Which was—to the surprise of absolutely fucking nobody except my own dumb ass—in a mirror.

The mirror was an old mirror, almost as old as I felt when I dragged myself out of bed that morning. Bent nails clipped it onto a splintered wall over a rust-crusted washbowl in a crappy village wayhouse where everything was damp and the whole place smelled of mildew. Including the mirror: half the silver had peeled off the back, and black stains rimmed the patches remaining.

Every week or two I’d hit one of these crappy wayhouses in whatever crappy village we happened to be closest to, so I could pick up any supplies we needed, and then spend the evening in front of a fire wherever the locals gathered to jawbone, buy a lot of drinks, and find out if the world had blown up yet. And sometimes the horse-witch would come with me, because even she liked a bed once in a while. As a change of pace.

And because, as she never gets tired of reminding me, I’m not getting any fucking younger.

That particular morning, I woke up alone even though I hadn’t gone
to bed alone. And she’d been gone awhile even though it was barely dawn; her side of the bed was cold as a tombstone in the rain. And I hadn’t felt her go, which was kind of weird just because of who I am, but also because I hadn’t slept well. At all.

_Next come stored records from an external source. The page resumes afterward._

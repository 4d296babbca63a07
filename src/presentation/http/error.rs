use crate::application::{ApplicationResult, error::ApplicationError};
use crate::domain::errors::DomainError;
use axum::{
    Json,
    http::StatusCode,
    response::{IntoResponse, Response},
};
use serde::Serialize;

#[derive(Debug)]
pub struct HttpError {
    status: StatusCode,
    message: String,
}

impl HttpError {
    pub fn from_error(err: ApplicationError) -> Self {
        match err {
            ApplicationError::Validation(msg) => Self::new(StatusCode::BAD_REQUEST, msg),
            ApplicationError::NotFound(resource) => {
                Self::new(StatusCode::NOT_FOUND, format!("{resource} not found"))
            }
            ApplicationError::Forbidden(rejection) => {
                Self::new(StatusCode::FORBIDDEN, rejection.to_string())
            }
            ApplicationError::Unauthorized(msg) => Self::new(StatusCode::UNAUTHORIZED, msg),
            ApplicationError::Infrastructure(msg) => {
                Self::new(StatusCode::INTERNAL_SERVER_ERROR, msg)
            }
            ApplicationError::Domain(domain_err) => Self::from_domain(domain_err),
        }
    }

    fn from_domain(err: DomainError) -> Self {
        match err {
            DomainError::Validation(msg) => Self::new(StatusCode::BAD_REQUEST, msg),
            DomainError::NotFound(msg) => Self::new(StatusCode::NOT_FOUND, msg),
            DomainError::Conflict(msg) => Self::new(StatusCode::CONFLICT, msg),
            DomainError::Persistence(msg) => Self::new(StatusCode::INTERNAL_SERVER_ERROR, msg),
        }
    }

    fn new(status: StatusCode, message: String) -> Self {
        Self { status, message }
    }
}

impl IntoResponse for HttpError {
    fn into_response(self) -> Response {
        let payload = ErrorBody {
            error: self
                .status
                .canonical_reason()
                .unwrap_or("error")
                .to_string(),
            message: self.message,
        };
        (self.status, Json(payload)).into_response()
    }
}

#[derive(Serialize)]
struct ErrorBody {
    error: String,
    message: String,
}

pub type HttpResult<T> = Result<T, HttpError>;

pub trait IntoHttpResult<T> {
    fn into_http(self) -> HttpResult<T>;
}

impl<T> IntoHttpResult<T> for ApplicationResult<T> {
    fn into_http(self) -> HttpResult<T> {
        self.map_err(HttpError::from_error)
    }
}
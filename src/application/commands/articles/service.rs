// src/application/commands/articles/service.rs
use std::sync::Arc;

use crate::{
    application::{
        dto::AuthenticatedUser,
        error::{ApplicationError, ApplicationResult, Resource},
        ownership::ensure_article_owner,
        ports::time::Clock,
    },
    domain::{
        article::{Article, ArticleId, ArticleRepository},
        reply::ReplyRepository,
    },
};

pub struct ArticleCommandService {
    pub(super) articles: Arc<dyn ArticleRepository>,
    pub(super) replies: Arc<dyn ReplyRepository>,
    pub(super) clock: Arc<dyn Clock>,
}

impl ArticleCommandService {
    pub fn new(
        articles: Arc<dyn ArticleRepository>,
        replies: Arc<dyn ReplyRepository>,
        clock: Arc<dyn Clock>,
    ) -> Self {
        Self {
            articles,
            replies,
            clock,
        }
    }

    /// Fetch the article and verify the actor wrote it. Absence is checked
    /// before ownership, so an unknown id always surfaces as not-found.
    pub(super) async fn find_owned_article(
        &self,
        actor: &AuthenticatedUser,
        id: ArticleId,
    ) -> ApplicationResult<Article> {
        let article = self
            .articles
            .find_by_id(id)
            .await?
            .ok_or(ApplicationError::NotFound(Resource::Article))?;
        ensure_article_owner(actor, &article)?;
        Ok(article)
    }
}
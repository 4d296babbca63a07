use crate::domain::user::WriterId;

/// The identity the transport layer resolved for the current request. Every
/// mutating service entry point receives one; requests without a resolvable
/// identity are rejected before they reach the services.
#[derive(Debug, Clone)]
pub struct AuthenticatedUser {
    pub user_id: WriterId,
}

impl AuthenticatedUser {
    pub fn new(user_id: WriterId) -> Self {
        Self { user_id }
    }
}
// src/domain/reply/entity.rs
use crate::domain::article::value_objects::ArticleId;
use crate::domain::reply::value_objects::{ReplyContents, ReplyId};
use crate::domain::user::WriterId;
use chrono::{DateTime, Utc};

/// A comment attached to exactly one article. Same identifier lifecycle as
/// `Article`: `id` is `None` until the first save assigns one.
#[derive(Debug, Clone)]
pub struct Reply {
    pub id: Option<ReplyId>,
    pub article_id: ArticleId,
    pub writer: WriterId,
    pub contents: ReplyContents,
    pub created_at: DateTime<Utc>,
}

impl Reply {
    pub fn new(
        article_id: ArticleId,
        writer: WriterId,
        contents: ReplyContents,
        created_at: DateTime<Utc>,
    ) -> Self {
        Self {
            id: None,
            article_id,
            writer,
            contents,
            created_at,
        }
    }

    pub fn with_id(mut self, id: ReplyId) -> Self {
        self.id = Some(id);
        self
    }

    pub fn is_written_by(&self, user_id: &WriterId) -> bool {
        self.writer == *user_id
    }
}

impl PartialEq for Reply {
    fn eq(&self, other: &Self) -> bool {
        match (self.id, other.id) {
            (Some(lhs), Some(rhs)) => lhs == rhs,
            _ => false,
        }
    }
}
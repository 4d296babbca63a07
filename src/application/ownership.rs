// src/application/ownership.rs
//
// Shared authorization checks. Ownership is a plain writer-id comparison and
// is re-evaluated on every call; nothing here is cached.
use crate::application::{
    dto::AuthenticatedUser,
    error::{ApplicationError, ApplicationResult, Rejection},
};
use crate::domain::{article::Article, reply::Reply};

pub(crate) fn ensure_article_owner(
    actor: &AuthenticatedUser,
    article: &Article,
) -> ApplicationResult<()> {
    if article.is_written_by(&actor.user_id) {
        Ok(())
    } else {
        Err(ApplicationError::forbidden(Rejection::NotArticleOwner))
    }
}

pub(crate) fn ensure_reply_owner(
    actor: &AuthenticatedUser,
    reply: &Reply,
) -> ApplicationResult<()> {
    if reply.is_written_by(&actor.user_id) {
        Ok(())
    } else {
        Err(ApplicationError::forbidden(Rejection::NotReplyOwner))
    }
}
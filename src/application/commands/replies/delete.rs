use super::ReplyCommandService;
use crate::{
    application::{
        dto::AuthenticatedUser,
        error::ApplicationResult,
    },
    domain::reply::ReplyId,
};

pub struct DeleteReplyCommand {
    pub id: i64,
}

impl ReplyCommandService {
    pub async fn delete_reply(
        &self,
        actor: &AuthenticatedUser,
        command: DeleteReplyCommand,
    ) -> ApplicationResult<()> {
        let id = ReplyId::new(command.id)?;
        self.find_owned_reply(actor, id).await?;
        self.replies.delete_by_id(id).await?;
        Ok(())
    }
}
// src/presentation/http/extractors.rs
//
// Identity resolution happens entirely at this boundary. Upstream session
// middleware is expected to place the resolved user id in the `x-user-id`
// header; the services below this layer always receive an already-resolved
// identity.
use crate::{
    application::{dto::AuthenticatedUser, error::ApplicationError},
    domain::user::WriterId,
};
use axum::{extract::FromRequestParts, http::request::Parts};

use super::error::HttpError;

pub const USER_ID_HEADER: &str = "x-user-id";

#[derive(Debug, Clone)]
pub struct Authenticated(pub AuthenticatedUser);

impl<S> FromRequestParts<S> for Authenticated
where
    S: Send + Sync,
{
    type Rejection = HttpError;

    async fn from_request_parts(parts: &mut Parts, _state: &S) -> Result<Self, Self::Rejection> {
        let value = parts
            .headers
            .get(USER_ID_HEADER)
            .and_then(|value| value.to_str().ok())
            .ok_or_else(|| {
                HttpError::from_error(ApplicationError::unauthorized("missing identity header"))
            })?;

        let user_id = WriterId::new(value).map_err(|_| {
            HttpError::from_error(ApplicationError::unauthorized("blank identity header"))
        })?;

        Ok(Self(AuthenticatedUser::new(user_id)))
    }
}
use crate::domain::article::entity::Article;
use crate::domain::article::value_objects::ArticleId;
use crate::domain::errors::DomainResult;
use async_trait::async_trait;

/// Keyed article store. The collection-backed and SQLite-backed
/// implementations satisfy the same observable contract; business logic only
/// ever sees this trait.
#[async_trait]
pub trait ArticleRepository: Send + Sync {
    /// Insert-or-update, decided solely by identifier presence: an article
    /// without an id is inserted and returned with the assigned id, an
    /// article carrying an id has its mutable fields written through to the
    /// record with that id. No existence check happens before the decision,
    /// so saving an id that is not in the store updates nothing.
    async fn save(&self, article: Article) -> DomainResult<Article>;

    /// All articles in primary-key order.
    async fn find_all(&self) -> DomainResult<Vec<Article>>;

    async fn find_by_id(&self, id: ArticleId) -> DomainResult<Option<Article>>;

    /// Deleting an id that is not present is a no-op, not an error.
    async fn delete_by_id(&self, id: ArticleId) -> DomainResult<()>;

    /// Reset tooling only; request-serving code never calls this.
    async fn delete_all(&self) -> DomainResult<()>;
}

I had finally drifted off sometime midway between midnight and dawn, and even then I wasn’t resting easily; I had a nightmare. Well, not really a nightmare. By then I could tell the difference. It was a sending.

I should say, a Sending.

In the nightmare/sending/whateverthefuck, I was Orbek. I was up in the Boedecken and I blew the brains out of some old hunchbacked ogrillo named Kopav, then adopted his son into the Black Knives. I mean, Orbek adopted him.